The Analects includes a diverse range of metaphors for discerning the path. Especially prominent is the source domain of following, which is often associated with emulating the virtues of others (7:22 and 7:28) or prescribed cultural practices (3:14).There are also many references to drawing near to (e.g., 1:14, 5:21, and 8:4) or moving far from (1:13 and 8:4) desirable or undesirable people or moral intentions. In addition, there are several references to failure, difficulty (often involving the difficulties are a burden metaphor), and deviations from the appropriate path by overstepping appropriate bounds (2:4) or taking a shortcut. Finally, there are ten instances in which the concept of arrival is used to refer to attainment of virtue or realization of the Way.

This analysis provides some tentative support for Fingarette’s argument that the notion of individual moral choice and moral ambiguity is downplayed in the Analects, resulting in the under-exploitation of specific choice-related mappings in the source—path-goal schema.The teachings in the text and its selective neglect of certain mappings may reflect insights into human nature alluded to in the Huang and Aaker (2019) study: namely, the insight that a path metaphor, and especially one that focuses on the journey and its inherent difficulties instead of the destination, may be highly motivating and thus may facilitate sustained effort among adherents to a spiritual tradition.
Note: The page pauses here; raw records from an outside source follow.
//! Application error types.

use thiserror::Error;

/// Fatal errors: everything here aborts the run before or instead of
/// provisioning. Per-endpoint failures never become an `AppError`; they are
/// collected as skips in the run summary.
#[derive(Error, Debug)]
pub enum AppError {
    #[error("Configuration error: {0}")]
    Config(#[from] anyhow::Error),

    #[error("Setup error: {0}")]
    Setup(String),

    #[error("Provider error: {0}")]
    Provider(#[from] provider_client::ProviderError),

    #[error("No endpoints were provisioned")]
    NothingProvisioned,
}

/// Result type alias for application errors.
pub type AppResult<T> = Result<T, AppError>;
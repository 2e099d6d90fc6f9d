//! Candidate selection policies.
//!
//! Automatic modes pick at most one endpoint per region from probe results;
//! manual mode indexes into the enumerated candidate list as displayed to
//! the operator (1-based). A region with no usable candidate is a
//! recoverable skip, never a fatal abort.

use crate::probe::ProbeResult;
use provider_client::Endpoint;
use thiserror::Error;

#[derive(Debug, Error, PartialEq, Eq)]
pub enum SelectionError {
    #[error("selection index {index} out of range (candidates: {count})")]
    OutOfRange { index: usize, count: usize },

    #[error("no reachable candidate")]
    NoReachableCandidate,
}

/// How to choose among a region's candidates.
#[derive(Debug, Clone, PartialEq, Eq)]
pub enum SelectionMode {
    /// Operator-chosen 1-based indexes into the displayed list.
    Manual { indexes: Vec<usize> },
    /// First candidate, in list order, that probed reachable.
    FirstResponsive,
    /// Reachable candidate with the strictly smallest measured latency;
    /// ties break to the earlier-listed candidate.
    LowestLatency,
}

/// Pick the endpoints to provision.
///
/// `results` must be in candidate order when present (the prober guarantees
/// this). Automatic modes without probe results have nothing to go on and
/// report no reachable candidate.
pub fn select<'a>(
    candidates: &'a [Endpoint],
    results: Option<&[ProbeResult]>,
    mode: &SelectionMode,
) -> Result<Vec<&'a Endpoint>, SelectionError> {
    match mode {
        SelectionMode::Manual { indexes } => {
            let mut chosen = Vec::with_capacity(indexes.len());
            for &index in indexes {
                if index == 0 || index > candidates.len() {
                    return Err(SelectionError::OutOfRange {
                        index,
                        count: candidates.len(),
                    });
                }
                chosen.push(&candidates[index - 1]);
            }
            Ok(chosen)
        }

        SelectionMode::FirstResponsive => {
            let results = results.ok_or(SelectionError::NoReachableCandidate)?;
            candidates
                .iter()
                .zip(results)
                .find(|(_, r)| r.reachable)
                .map(|(c, _)| vec![c])
                .ok_or(SelectionError::NoReachableCandidate)
        }

        SelectionMode::LowestLatency => {
            let results = results.ok_or(SelectionError::NoReachableCandidate)?;
            let mut best: Option<(&Endpoint, u64)> = None;
            for (candidate, result) in candidates.iter().zip(results) {
                if !result.reachable {
                    continue;
                }
                let Some(ms) = result.latency_ms else {
                    continue;
                };
                // Strict comparison keeps the earlier-listed endpoint on ties.
                if best.map_or(true, |(_, b)| ms < b) {
                    best = Some((candidate, ms));
                }
            }
            best.map(|(c, _)| vec![c])
                .ok_or(SelectionError::NoReachableCandidate)
        }
    }
}
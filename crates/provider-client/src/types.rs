//! Wire types for the provider API.

use serde::{Deserialize, Serialize};

/// `POST /v1/auth` request body.
#[derive(Debug, Serialize)]
pub(crate) struct LoginRequest<'a> {
    pub username: &'a str,
    pub password: &'a str,
}

/// `POST /v1/auth` response body.
#[derive(Debug, Deserialize)]
pub(crate) struct LoginResponse {
    pub token: String,
}

/// Registration request body: just the fresh public key.
#[derive(Debug, Serialize)]
pub(crate) struct RegisterRequest<'a> {
    pub public_key: &'a str,
}

/// Raw registration response. The `status` field is validated before any of
/// the tunnel parameters are trusted, so everything besides `status` is
/// optional at the wire level.
#[derive(Debug, Deserialize)]
pub(crate) struct RegisterResponse {
    pub status: String,
    #[serde(default)]
    pub server_public_key: Option<String>,
    #[serde(default)]
    pub port: Option<u16>,
    #[serde(default)]
    pub address: Option<String>,
    #[serde(default)]
    pub dns: Option<Vec<String>>,
}

/// Server-issued tunnel parameters, valid only together with the key pair
/// that requested them.
#[derive(Debug, Clone, PartialEq, Eq)]
pub struct TunnelGrant {
    /// Server's WireGuard public key, base64.
    pub server_public_key: String,
    /// Server's WireGuard listen port.
    pub server_port: u16,
    /// Tunnel address assigned to this client.
    pub client_address: String,
    /// DNS resolvers to use inside the tunnel, in server-given order.
    pub dns: Vec<String>,
}

impl RegisterResponse {
    /// Extract a complete grant, or `None` if any tunnel field is absent.
    pub(crate) fn into_grant(self) -> Option<TunnelGrant> {
        Some(TunnelGrant {
            server_public_key: self.server_public_key?,
            server_port: self.port?,
            client_address: self.address?,
            dns: self.dns?,
        })
    }
}
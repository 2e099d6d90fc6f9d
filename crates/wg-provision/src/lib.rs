//! WireGuard config provisioning against a commercial VPN provider.
//!
//! Authenticates, fetches the server directory, probes candidate endpoints,
//! selects per the configured policy, registers a fresh key pair with each
//! selected endpoint, and writes one config file per success.

pub mod cli;
pub mod config;
pub mod error;
pub mod probe;
pub mod run;
pub mod select;
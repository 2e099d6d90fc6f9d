//! Shared helpers for provisioning integration tests.

use provider_client::ProviderClient;
use secrecy::SecretString;
use std::time::Duration;
use wiremock::matchers::{method, path};
use wiremock::{Mock, MockServer, ResponseTemplate};

/// Mount the login endpoint, answering with a fixed session token.
pub async fn mount_auth(server: &MockServer) {
    Mock::given(method("POST"))
        .and(path("/v1/auth"))
        .respond_with(
            ResponseTemplate::new(200).set_body_json(serde_json::json!({"token": "session-token"})),
        )
        .mount(server)
        .await;
}

/// Mount the server-directory endpoint.
pub async fn mount_directory(server: &MockServer, doc: serde_json::Value) {
    Mock::given(method("GET"))
        .and(path("/v1/servers"))
        .respond_with(ResponseTemplate::new(200).set_body_json(&doc))
        .mount(server)
        .await;
}

/// Provider client pointed at the mock server for both the account API and
/// (plain HTTP) key registration.
pub fn provider_client(server: &MockServer) -> ProviderClient {
    ProviderClient::new(server.uri(), Duration::from_secs(5))
        .unwrap()
        .with_plain_http_registration(server.address().port())
}

pub fn password() -> SecretString {
    SecretString::new("hunter2".into())
}

/// A registration success body with a freshly generated server key.
pub fn grant_body() -> serde_json::Value {
    serde_json::json!({
        "status": "success",
        "server_public_key": wg_keys::KeyPair::generate().public.to_base64(),
        "port": 51820,
        "address": "10.0.5.2/32",
        "dns": ["10.0.5.1", "1.1.1.1"]
    })
}
//! Command-line surface.

use clap::{Parser, ValueEnum};
use std::path::PathBuf;

#[derive(Parser, Debug)]
#[command(
    name = "wg-provision",
    version,
    about = "Provision WireGuard client configs from a VPN provider account"
)]
pub struct Cli {
    /// Region id to provision (repeatable; default: every region in the
    /// directory)
    #[arg(long)]
    pub region: Vec<String>,

    /// How to choose among a region's candidate servers
    #[arg(long, value_enum, default_value_t = Mode::Latency)]
    pub mode: Mode,

    /// 1-based candidate index for manual mode (repeatable). With manual
    /// mode and no index, the candidate list is printed and nothing is
    /// provisioned.
    #[arg(long)]
    pub select: Vec<usize>,

    /// Provider account username (overrides WGPROV__PROVIDER__USERNAME)
    #[arg(long)]
    pub username: Option<String>,

    /// Provider account password (prefer WGPROV__PROVIDER__PASSWORD or .env
    /// over the flag; flags leak into shell history)
    #[arg(long)]
    pub password: Option<String>,

    /// Directory to write config files into
    #[arg(long, default_value = ".")]
    pub output: PathBuf,

    /// Path to the provider CA certificate (PEM) used to pin registration TLS
    #[arg(long)]
    pub ca_cert: Option<PathBuf>,

    /// Override the account API base URL
    #[arg(long)]
    pub api_url: Option<String>,

    /// Enable debug logging
    #[arg(long, short)]
    pub verbose: bool,
}

#[derive(ValueEnum, Debug, Clone, Copy, PartialEq, Eq)]
pub enum Mode {
    /// Operator picks by index from the enumerated list
    Manual,
    /// First candidate that answers a reachability probe
    First,
    /// Candidate with the lowest measured latency
    Latency,
}
//! Curve25519 key pairs for WireGuard registration.
//!
//! Private keys never appear in `Debug` output; the only way to get the
//! secret material out is [`PrivateKey::to_base64`], which exists solely so
//! the config emitter can write it into the final file.

use base64::{engine::general_purpose::STANDARD as BASE64, Engine as _};
use rand::rngs::OsRng;
use std::fmt;
use x25519_dalek::{PublicKey as X25519Public, StaticSecret};

/// Key parsing errors.
#[derive(Debug, Clone, thiserror::Error)]
pub enum KeyError {
    #[error("invalid base64 encoding")]
    InvalidBase64,

    #[error("invalid key length (expected 32 bytes)")]
    InvalidLength,
}

fn decode32(s: &str) -> Result<[u8; 32], KeyError> {
    let bytes = BASE64.decode(s).map_err(|_| KeyError::InvalidBase64)?;
    let arr: [u8; 32] = bytes.try_into().map_err(|_| KeyError::InvalidLength)?;
    Ok(arr)
}

/// WireGuard client private key.
///
/// The inner `StaticSecret` zeroizes itself on drop.
#[derive(Clone)]
pub struct PrivateKey {
    secret: StaticSecret,
}

impl PrivateKey {
    /// Generate a fresh random private key.
    pub fn generate() -> Self {
        Self {
            secret: StaticSecret::random_from_rng(OsRng),
        }
    }

    /// Derive the matching public key.
    pub fn public_key(&self) -> PublicKey {
        PublicKey {
            key: X25519Public::from(&self.secret),
        }
    }

    /// Encode the secret as base64 for the `PrivateKey =` config line.
    pub fn to_base64(&self) -> String {
        BASE64.encode(self.secret.to_bytes())
    }
}

impl fmt::Debug for PrivateKey {
    fn fmt(&self, f: &mut fmt::Formatter<'_>) -> fmt::Result {
        write!(f, "PrivateKey([redacted])")
    }
}

/// WireGuard public key (ours or the server's).
#[derive(Clone, PartialEq, Eq)]
pub struct PublicKey {
    key: X25519Public,
}

impl PublicKey {
    /// Parse a base64-encoded key, e.g. from a registration response.
    pub fn from_base64(s: &str) -> Result<Self, KeyError> {
        Ok(Self {
            key: X25519Public::from(decode32(s)?),
        })
    }

    /// Encode as base64.
    pub fn to_base64(&self) -> String {
        BASE64.encode(self.key.to_bytes())
    }
}

impl fmt::Debug for PublicKey {
    fn fmt(&self, f: &mut fmt::Formatter<'_>) -> fmt::Result {
        write!(f, "PublicKey({}...)", &self.to_base64()[..8])
    }
}

impl fmt::Display for PublicKey {
    fn fmt(&self, f: &mut fmt::Formatter<'_>) -> fmt::Result {
        write!(f, "{}", self.to_base64())
    }
}

/// A freshly generated key pair, one per endpoint registration.
#[derive(Clone)]
pub struct KeyPair {
    pub private: PrivateKey,
    pub public: PublicKey,
}

impl KeyPair {
    /// Generate a new random key pair.
    pub fn generate() -> Self {
        let private = PrivateKey::generate();
        let public = private.public_key();
        Self { private, public }
    }
}

impl fmt::Debug for KeyPair {
    fn fmt(&self, f: &mut fmt::Formatter<'_>) -> fmt::Result {
        f.debug_struct("KeyPair")
            .field("public", &self.public)
            .finish()
    }
}
//! Retry Backoff
//!
//! Exponential delay between failed acquisition attempts.

use std::time::Duration;

use rand::Rng;

/// Fraction by which a poll interval may be shortened
const POLL_JITTER: f64 = 0.2;

/// Doubling delay, capped, reset on success
#[derive(Debug, Clone)]
pub struct Backoff {
    base: Duration,
    max: Duration,
    current: Duration,
    failures: u32,
}

impl Backoff {
    /// Create a backoff starting at `base` and never exceeding `max`
    pub fn new(base: Duration, max: Duration) -> Self {
        Self {
            base,
            max: max.max(base),
            current: base,
            failures: 0,
        }
    }

    /// Record a failure and return how long to wait before the next attempt
    pub fn next_delay(&mut self) -> Duration {
        let delay = self.current;
        self.current = self.current.saturating_mul(2).min(self.max);
        self.failures = self.failures.saturating_add(1);
        delay
    }

    /// Forget previous failures
    pub fn reset(&mut self) {
        self.current = self.base;
        self.failures = 0;
    }

    /// Consecutive failures since the last reset
    pub fn failures(&self) -> u32 {
        self.failures
    }
}

/// Poll interval shortened by a random fraction, so participants started
/// together drift apart while still polling at least once per `period`
pub(crate) fn jittered(period: Duration) -> Duration {
    let factor = rand::thread_rng().gen_range((1.0 - POLL_JITTER)..=1.0);
    period.mul_f64(factor)
}
//! WolfLease Error Types

use thiserror::Error;

/// Result type alias for WolfLease operations
pub type Result<T> = std::result::Result<T, Error>;

/// WolfLease error types
#[derive(Error, Debug)]
pub enum Error {
    // Configuration errors
    #[error("Configuration error: {0}")]
    Config(String),

    #[error("Invalid configuration file: {0}")]
    ConfigParse(#[from] toml::de::Error),

    // Lock store errors
    #[error("Lock store unavailable: {0}")]
    StoreUnavailable(String),

    #[error("Lock record already exists: {0}")]
    AlreadyExists(String),

    #[error("Version conflict on {key}: expected {expected}")]
    Conflict { key: String, expected: String },

    // Network errors
    #[error("Network error: {0}")]
    Network(String),

    // I/O errors
    #[error("I/O error: {0}")]
    Io(#[from] std::io::Error),

    // Internal errors
    #[error("Internal error: {0}")]
    Internal(String),
}

impl Error {
    /// Check if this error is retryable
    pub fn is_retryable(&self) -> bool {
        matches!(
            self,
            Error::StoreUnavailable(_)
                | Error::AlreadyExists(_)
                | Error::Conflict { .. }
                | Error::Network(_)
        )
    }

    /// Check if this error means another participant won the write
    pub fn is_contention(&self) -> bool {
        matches!(self, Error::AlreadyExists(_) | Error::Conflict { .. })
    }
}

impl From<rusqlite::Error> for Error {
    fn from(e: rusqlite::Error) -> Self {
        Error::StoreUnavailable(format!("SQLite error: {}", e))
    }
}

#[cfg(test)]
mod tests {
    use super::*;

    #[test]
    fn test_contention_is_retryable() {
        let conflict = Error::Conflict {
            key: "default/web".to_string(),
            expected: "3".to_string(),
        };
        assert!(conflict.is_contention());
        assert!(conflict.is_retryable());

        let exists = Error::AlreadyExists("default/web".to_string());
        assert!(exists.is_contention());

        let unavailable = Error::StoreUnavailable("timeout".to_string());
        assert!(unavailable.is_retryable());
        assert!(!unavailable.is_contention());
    }

    #[test]
    fn test_config_is_fatal() {
        let err = Error::Config("election.name cannot be empty".to_string());
        assert!(!err.is_retryable());
        assert!(!err.is_contention());
    }
}
//! WolfLease - Lease-Based Leader Election
//!
//! Runs one election participant and optionally serves its view of the
//! election over HTTP.

use std::path::PathBuf;
use std::sync::Arc;

use clap::{Parser, Subcommand};
use tracing_subscriber::{layer::SubscriberExt, util::SubscriberInitExt};

use wolflease::api::StatusServer;
use wolflease::config::{parse_duration, StoreBackend, WolfLeaseConfig};
use wolflease::election::{LeaderElector, LeaderEvent};
use wolflease::error::{Error, Result};
use wolflease::lock::{EventRecorder, LockStore, MemoryLockStore, ResourceLock, SqliteLockStore};
use tokio_util::sync::CancellationToken;

/// WolfLease - Lease-Based Leader Election
#[derive(Parser)]
#[command(name = "wolflease")]
#[command(author, version, about, long_about = None)]
struct Cli {
    /// Path to configuration file
    #[arg(short, long)]
    config: Option<PathBuf>,

    /// Log level (trace, debug, info, warn, error)
    #[arg(short, long)]
    log_level: Option<String>,

    #[command(subcommand)]
    command: Commands,
}

#[derive(Subcommand)]
enum Commands {
    /// Join an election and stay in it until interrupted
    Run {
        /// Name of the election
        #[arg(long)]
        election: Option<String>,

        /// Identity of this participant (defaults to the host name plus a random suffix)
        #[arg(long)]
        id: Option<String>,

        /// Namespace of the election
        #[arg(long = "election-namespace")]
        namespace: Option<String>,

        /// Lease TTL, e.g. "10s" or "500ms"
        #[arg(long)]
        ttl: Option<String>,

        /// Serve the status API on this address
        #[arg(long)]
        http: Option<String>,
    },

    /// Show a participant's view of the election
    Status {
        /// Participant address to query
        #[arg(short, long, default_value = "localhost:4040")]
        address: String,
    },

    /// Exit successfully only if the participant is leading
    Leading {
        /// Participant address to query
        #[arg(short, long, default_value = "localhost:4040")]
        address: String,
    },

    /// Initialize a new configuration file
    Init {
        /// Output path for configuration file
        #[arg(short, long, default_value = "wolflease.toml")]
        output: PathBuf,

        /// Name of the election
        #[arg(long, default_value = "default")]
        election: String,
    },

    /// Validate configuration file
    Validate,

    /// Show participant configuration
    Info,
}

#[tokio::main]
async fn main() -> Result<()> {
    let cli = Cli::parse();

    let mut config = match &cli.config {
        Some(path) => load_config(path)?,
        None => WolfLeaseConfig::default(),
    };
    if let Some(level) = &cli.log_level {
        config.logging.level = level.clone();
    }

    // Initialize logging
    init_logging(&config.logging.level, &config.logging.format);

    match cli.command {
        Commands::Run {
            election,
            id,
            namespace,
            ttl,
            http,
        } => {
            if let Some(election) = election {
                config.election.name = election;
            }
            if let Some(id) = id {
                config.election.id = Some(id);
            }
            if let Some(namespace) = namespace {
                config.election.namespace = namespace;
            }
            if let Some(ttl) = ttl {
                config.election.ttl_ms = parse_duration(&ttl)?.as_millis() as u64;
            }
            if let Some(http) = http {
                config.api.enabled = true;
                config.api.bind_address = http;
            }
            config.validate()?;
            run_election(config).await
        }
        Commands::Status { address } => run_status(address).await,
        Commands::Leading { address } => run_leading(address).await,
        Commands::Init { output, election } => run_init(output, election),
        Commands::Validate => run_validate(cli.config),
        Commands::Info => run_info(config),
    }
}

/// Load a configuration file without validating it; command line flags may
/// still fill in missing values
fn load_config(path: &std::path::Path) -> Result<WolfLeaseConfig> {
    let content = std::fs::read_to_string(path)?;
    Ok(toml::from_str(&content)?)
}

/// Initialize logging
fn init_logging(level: &str, format: &str) {
    let env_filter = tracing_subscriber::EnvFilter::try_from_default_env()
        .unwrap_or_else(|_| level.into());

    let registry = tracing_subscriber::registry().with(env_filter);
    if format == "json" {
        registry.with(tracing_subscriber::fmt::layer().json()).init();
    } else {
        registry.with(tracing_subscriber::fmt::layer()).init();
    }
}

/// Open the configured lock store
fn open_store(config: &WolfLeaseConfig) -> Result<Arc<dyn LockStore>> {
    match config.store.backend {
        StoreBackend::Sqlite => {
            tracing::info!("Opening lock store at {}", config.store.path.display());
            Ok(Arc::new(SqliteLockStore::open(&config.store.path)?))
        }
        StoreBackend::Memory => {
            tracing::warn!("Using in-memory lock store, leadership is local to this process");
            Ok(Arc::new(MemoryLockStore::new()))
        }
    }
}

/// Run the election until interrupted
async fn run_election(mut config: WolfLeaseConfig) -> Result<()> {
    let identity = config.resolve_identity().to_string();
    let key = config.lock_key();

    tracing::info!(
        "Starting WolfLease participant {} for election {}",
        identity,
        key
    );

    let store = open_store(&config)?;

    // The store must be reachable before we compete
    store.get(&key).await.map_err(|e| {
        tracing::error!("Lock store is not reachable: {}", e);
        e
    })?;

    let host = sysinfo::System::host_name().unwrap_or_else(|| identity.clone());
    let recorder = EventRecorder::spawn(Arc::clone(&store), host);
    let lock = ResourceLock::new(store, key, identity, recorder);

    let mut elector = LeaderElector::new(lock, config.election_config())?;
    elector.add_observer(|event, state| match event {
        LeaderEvent::NewLeader(leader) => tracing::info!("{} is the leader", leader),
        LeaderEvent::StartedLeading => tracing::info!("{} started leading", state.identity),
        LeaderEvent::StoppedLeading => tracing::info!("{} stopped leading", state.identity),
    });
    let status = elector.status();

    let cancel = CancellationToken::new();

    let mut election_handle = tokio::spawn(elector.run(cancel.clone()));

    let api_handle = if config.api.enabled {
        let server = StatusServer::new(config.api.clone(), status);
        let api_cancel = cancel.clone();
        Some(tokio::spawn(async move {
            if let Err(e) = server.start(api_cancel).await {
                tracing::error!("HTTP API error: {}", e);
            }
        }))
    } else {
        None
    };

    let joined = tokio::select! {
        _ = tokio::signal::ctrl_c() => {
            tracing::info!("Shutting down WolfLease participant");
            cancel.cancel();
            (&mut election_handle).await
        }
        joined = &mut election_handle => {
            cancel.cancel();
            joined
        }
    };

    let result = joined.map_err(|e| Error::Internal(format!("election task failed: {}", e)))?;

    if let Some(handle) = api_handle {
        let _ = handle.await;
    }

    result
}

async fn run_status(address: String) -> Result<()> {
    let url = format!("http://{}/status", address);

    match reqwest::get(&url).await {
        Ok(response) => {
            let status: serde_json::Value = response
                .json()
                .await
                .map_err(|e| Error::Network(e.to_string()))?;
            let rendered = serde_json::to_string_pretty(&status)
                .map_err(|e| Error::Internal(e.to_string()))?;
            println!("{}", rendered);
            Ok(())
        }
        Err(e) => {
            eprintln!("Failed to get status: {}", e);
            Err(Error::Network(e.to_string()))
        }
    }
}

async fn run_leading(address: String) -> Result<()> {
    let url = format!("http://{}/leading", address);

    let response = reqwest::get(&url).await.map_err(|e| {
        eprintln!("Failed to query participant: {}", e);
        Error::Network(e.to_string())
    })?;

    if response.status() == reqwest::StatusCode::OK {
        println!("leading");
        Ok(())
    } else {
        println!("not leading");
        std::process::exit(1);
    }
}

fn run_init(output: PathBuf, election: String) -> Result<()> {
    let config_content = format!(
        r#"# WolfLease Configuration
# Generated configuration file

[election]
name = "{election}"
namespace = "default"
# id = "node-1"
ttl_ms = 10000
# renew_deadline_ms = 5000
# retry_period_ms = 2500
backoff_max_ms = 60000
release_on_shutdown = true

[store]
backend = "sqlite"
path = "/var/lib/wolflease/leases.db"

[api]
enabled = true
bind_address = "0.0.0.0:4040"
cors_enabled = false

[logging]
level = "info"
format = "json"
"#
    );

    std::fs::write(&output, config_content)?;

    println!("Configuration file created: {}", output.display());
    println!();
    println!("Start a participant with:");
    println!("  wolflease --config {} run", output.display());

    Ok(())
}

fn run_validate(config_path: Option<PathBuf>) -> Result<()> {
    let config_path = config_path.unwrap_or_else(|| PathBuf::from("wolflease.toml"));

    match WolfLeaseConfig::from_file(&config_path) {
        Ok(config) => {
            let timings = config.election_config();
            println!("✓ Configuration is valid");
            println!("  Election: {}", config.lock_key());
            println!("  Lease: {:?}", timings.lease_duration);
            println!("  Renew Deadline: {:?}", timings.renew_deadline);
            println!("  Retry Period: {:?}", timings.retry_period);
            println!("  Store: {}", config.store.backend);
            Ok(())
        }
        Err(e) => {
            eprintln!("✗ Configuration error: {}", e);
            Err(e)
        }
    }
}

fn run_info(mut config: WolfLeaseConfig) -> Result<()> {
    let timings = config.election_config();
    let key = config.lock_key();
    let identity = config.resolve_identity().to_string();

    println!("WolfLease Participant Information");
    println!("=================================");
    println!();
    println!("Identity:         {}", identity);
    println!("Election:         {}", key);
    println!();
    println!("Timings:");
    println!("  Lease:          {:?}", timings.lease_duration);
    println!("  Renew Deadline: {:?}", timings.renew_deadline);
    println!("  Retry Period:   {:?}", timings.retry_period);
    println!("  Backoff:        {:?} .. {:?}", timings.backoff_base, timings.backoff_max);
    println!("  Store Timeout:  {:?}", timings.store_timeout);
    println!("  Release:        {}", timings.release_on_cancel);
    println!();
    println!("Store:");
    println!("  Backend:        {}", config.store.backend);
    if config.store.backend == StoreBackend::Sqlite {
        println!("  Path:           {}", config.store.path.display());
    }
    println!();
    println!("API:");
    println!("  Enabled:        {}", config.api.enabled);
    println!("  Bind Address:   {}", config.api.bind_address);

    Ok(())
}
In this chapter, different patterns in metaphor and religious language have shown that consistencies in talking about the spiritual life and the divine can be described and analyzed in terms of cross-domain mappings between source and target domains. These mappings, however, are not necessarily static or universal, and differences in metaphorical ways of talking about the supernatural and moral striving show the importance of culture and context on the production and interpretation of metaphors. As will be discussed in later chapters, metaphorical language need not be limited to a simple one-to-one relationship between two domains, and many researchers working in metaphor now recognize the need to conceive of metaphor in language and thought in alternative ways. Even so, Lakoff and Johnson’s (1980) framework has remained the most influential approach within conceptual metaphor theory and has exerted a pervasive influence on much of the current work focusing on religious language.

Discussion Questions

  • 1. List some potential conceptual metaphors that you think are present in a religious tradition with which you’re familiar.
  • 2. Looking at your list of metaphors, what might be said about how the religious tradition understands the position of humans in the world and their relationship to the divine or supernatural?
  • 3. What conceptual metaphors are shared across different religions that you’re familiar with? What embodied or cultural basis might there be for those metaphors?
  • 4. Think of how the source-path-goal schema appears in a religious tradition with which you’re familiar. Which aspects of the schema tend to be highlighted?